_Exercise description_:
Using the records that follow, copy every line containing the word "back".

_Data excerpts_:
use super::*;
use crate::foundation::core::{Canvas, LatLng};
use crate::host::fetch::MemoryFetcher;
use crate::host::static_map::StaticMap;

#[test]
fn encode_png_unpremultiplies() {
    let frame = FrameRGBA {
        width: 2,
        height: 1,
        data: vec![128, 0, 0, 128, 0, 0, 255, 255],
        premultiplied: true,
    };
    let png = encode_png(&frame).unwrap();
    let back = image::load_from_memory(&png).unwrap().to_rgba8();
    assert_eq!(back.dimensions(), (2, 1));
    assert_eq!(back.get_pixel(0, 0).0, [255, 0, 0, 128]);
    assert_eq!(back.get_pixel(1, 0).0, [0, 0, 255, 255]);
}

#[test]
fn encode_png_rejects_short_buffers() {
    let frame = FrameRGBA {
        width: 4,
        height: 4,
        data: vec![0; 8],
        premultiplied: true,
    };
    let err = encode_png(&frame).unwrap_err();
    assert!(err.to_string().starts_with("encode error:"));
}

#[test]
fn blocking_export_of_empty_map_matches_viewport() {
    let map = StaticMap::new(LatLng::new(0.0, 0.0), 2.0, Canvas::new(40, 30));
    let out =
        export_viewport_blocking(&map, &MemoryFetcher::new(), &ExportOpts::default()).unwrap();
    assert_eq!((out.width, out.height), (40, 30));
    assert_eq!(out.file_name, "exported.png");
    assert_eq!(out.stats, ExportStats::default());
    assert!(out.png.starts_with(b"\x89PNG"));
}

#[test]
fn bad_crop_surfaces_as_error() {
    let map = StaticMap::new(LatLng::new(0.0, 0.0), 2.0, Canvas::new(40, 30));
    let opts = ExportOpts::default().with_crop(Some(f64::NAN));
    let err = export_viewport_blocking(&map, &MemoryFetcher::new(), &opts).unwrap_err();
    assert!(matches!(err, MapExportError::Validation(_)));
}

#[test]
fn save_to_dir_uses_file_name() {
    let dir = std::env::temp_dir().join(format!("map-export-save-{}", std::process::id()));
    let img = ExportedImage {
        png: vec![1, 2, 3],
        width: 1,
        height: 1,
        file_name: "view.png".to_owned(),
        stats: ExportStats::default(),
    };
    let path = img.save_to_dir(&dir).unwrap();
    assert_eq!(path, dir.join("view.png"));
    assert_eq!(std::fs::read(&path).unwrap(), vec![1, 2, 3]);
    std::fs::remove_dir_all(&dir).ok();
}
...
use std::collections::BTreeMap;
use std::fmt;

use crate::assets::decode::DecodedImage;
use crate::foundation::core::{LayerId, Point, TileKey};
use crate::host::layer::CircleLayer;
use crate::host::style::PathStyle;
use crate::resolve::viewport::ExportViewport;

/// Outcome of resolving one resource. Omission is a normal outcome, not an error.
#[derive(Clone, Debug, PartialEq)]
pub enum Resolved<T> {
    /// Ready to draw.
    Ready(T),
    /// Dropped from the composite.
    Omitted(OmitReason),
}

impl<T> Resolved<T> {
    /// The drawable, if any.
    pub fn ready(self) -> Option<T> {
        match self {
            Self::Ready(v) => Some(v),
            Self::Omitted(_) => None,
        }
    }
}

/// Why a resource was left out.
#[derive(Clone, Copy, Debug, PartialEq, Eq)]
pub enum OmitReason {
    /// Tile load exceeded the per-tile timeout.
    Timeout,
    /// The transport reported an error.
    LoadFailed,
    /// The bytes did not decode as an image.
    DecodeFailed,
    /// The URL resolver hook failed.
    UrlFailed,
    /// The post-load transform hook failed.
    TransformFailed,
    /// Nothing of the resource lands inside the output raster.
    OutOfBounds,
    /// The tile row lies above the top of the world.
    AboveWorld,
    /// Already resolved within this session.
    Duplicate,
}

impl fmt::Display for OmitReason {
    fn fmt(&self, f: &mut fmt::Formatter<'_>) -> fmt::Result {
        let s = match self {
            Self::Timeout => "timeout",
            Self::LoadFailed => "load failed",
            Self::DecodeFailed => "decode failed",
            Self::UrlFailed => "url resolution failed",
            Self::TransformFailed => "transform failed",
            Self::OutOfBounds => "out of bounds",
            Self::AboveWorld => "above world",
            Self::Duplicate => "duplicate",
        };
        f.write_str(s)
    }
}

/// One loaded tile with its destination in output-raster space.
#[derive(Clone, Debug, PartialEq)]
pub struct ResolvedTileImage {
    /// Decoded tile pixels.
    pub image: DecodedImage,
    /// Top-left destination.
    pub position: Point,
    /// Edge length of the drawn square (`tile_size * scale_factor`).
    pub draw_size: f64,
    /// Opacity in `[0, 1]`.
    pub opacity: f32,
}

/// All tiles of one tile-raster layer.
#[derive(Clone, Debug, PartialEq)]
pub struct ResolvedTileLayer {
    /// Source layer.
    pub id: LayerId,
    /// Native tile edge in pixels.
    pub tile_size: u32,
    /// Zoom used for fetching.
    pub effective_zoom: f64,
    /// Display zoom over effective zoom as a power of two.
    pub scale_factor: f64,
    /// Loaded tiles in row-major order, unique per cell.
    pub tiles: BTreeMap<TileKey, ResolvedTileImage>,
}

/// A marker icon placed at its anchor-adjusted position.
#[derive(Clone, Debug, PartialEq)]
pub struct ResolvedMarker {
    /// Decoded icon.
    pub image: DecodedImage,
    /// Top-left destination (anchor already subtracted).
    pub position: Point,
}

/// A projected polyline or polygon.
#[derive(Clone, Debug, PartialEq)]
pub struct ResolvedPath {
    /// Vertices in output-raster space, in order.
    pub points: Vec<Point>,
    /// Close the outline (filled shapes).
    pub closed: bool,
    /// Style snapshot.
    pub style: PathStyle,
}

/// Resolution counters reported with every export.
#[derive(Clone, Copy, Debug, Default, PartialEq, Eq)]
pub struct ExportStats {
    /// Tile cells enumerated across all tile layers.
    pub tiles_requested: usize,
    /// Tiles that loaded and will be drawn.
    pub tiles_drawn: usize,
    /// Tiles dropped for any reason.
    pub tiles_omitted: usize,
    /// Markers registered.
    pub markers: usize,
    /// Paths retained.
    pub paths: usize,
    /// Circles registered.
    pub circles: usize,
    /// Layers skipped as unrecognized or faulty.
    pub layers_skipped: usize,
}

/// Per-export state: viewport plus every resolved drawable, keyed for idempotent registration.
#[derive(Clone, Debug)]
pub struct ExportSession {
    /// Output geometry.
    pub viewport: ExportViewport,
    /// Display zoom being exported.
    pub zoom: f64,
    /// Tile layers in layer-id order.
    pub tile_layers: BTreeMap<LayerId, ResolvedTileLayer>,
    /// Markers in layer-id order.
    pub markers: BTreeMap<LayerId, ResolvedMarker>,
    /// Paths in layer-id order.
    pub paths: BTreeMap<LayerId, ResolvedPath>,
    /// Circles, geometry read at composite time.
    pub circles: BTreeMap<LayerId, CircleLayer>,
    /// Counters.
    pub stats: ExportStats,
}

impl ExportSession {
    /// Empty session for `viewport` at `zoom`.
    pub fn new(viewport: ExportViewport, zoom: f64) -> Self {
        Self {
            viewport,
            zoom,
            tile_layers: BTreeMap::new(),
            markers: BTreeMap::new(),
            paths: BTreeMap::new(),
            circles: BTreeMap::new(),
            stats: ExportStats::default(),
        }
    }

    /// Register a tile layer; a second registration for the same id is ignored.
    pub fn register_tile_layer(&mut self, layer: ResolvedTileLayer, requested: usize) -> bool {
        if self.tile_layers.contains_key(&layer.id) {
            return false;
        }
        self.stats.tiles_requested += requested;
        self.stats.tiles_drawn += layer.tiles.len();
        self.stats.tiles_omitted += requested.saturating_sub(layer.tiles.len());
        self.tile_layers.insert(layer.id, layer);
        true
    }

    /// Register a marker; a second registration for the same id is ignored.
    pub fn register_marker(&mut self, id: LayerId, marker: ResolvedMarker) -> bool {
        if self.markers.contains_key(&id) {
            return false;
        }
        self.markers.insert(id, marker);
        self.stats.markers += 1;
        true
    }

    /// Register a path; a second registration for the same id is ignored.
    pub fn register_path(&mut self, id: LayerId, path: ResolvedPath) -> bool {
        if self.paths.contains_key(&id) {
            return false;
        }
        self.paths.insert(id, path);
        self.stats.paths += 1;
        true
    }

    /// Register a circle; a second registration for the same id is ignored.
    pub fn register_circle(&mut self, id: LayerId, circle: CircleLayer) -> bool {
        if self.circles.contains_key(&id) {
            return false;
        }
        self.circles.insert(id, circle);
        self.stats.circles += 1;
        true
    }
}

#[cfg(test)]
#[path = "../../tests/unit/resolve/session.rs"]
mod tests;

_Reply_:
    let back = image::load_from_memory(&png).unwrap().to_rgba8();
    assert_eq!(back.dimensions(), (2, 1));
    assert_eq!(back.get_pixel(0, 0).0, [255, 0, 0, 128]);
    assert_eq!(back.get_pixel(1, 0).0, [0, 0, 255, 255]);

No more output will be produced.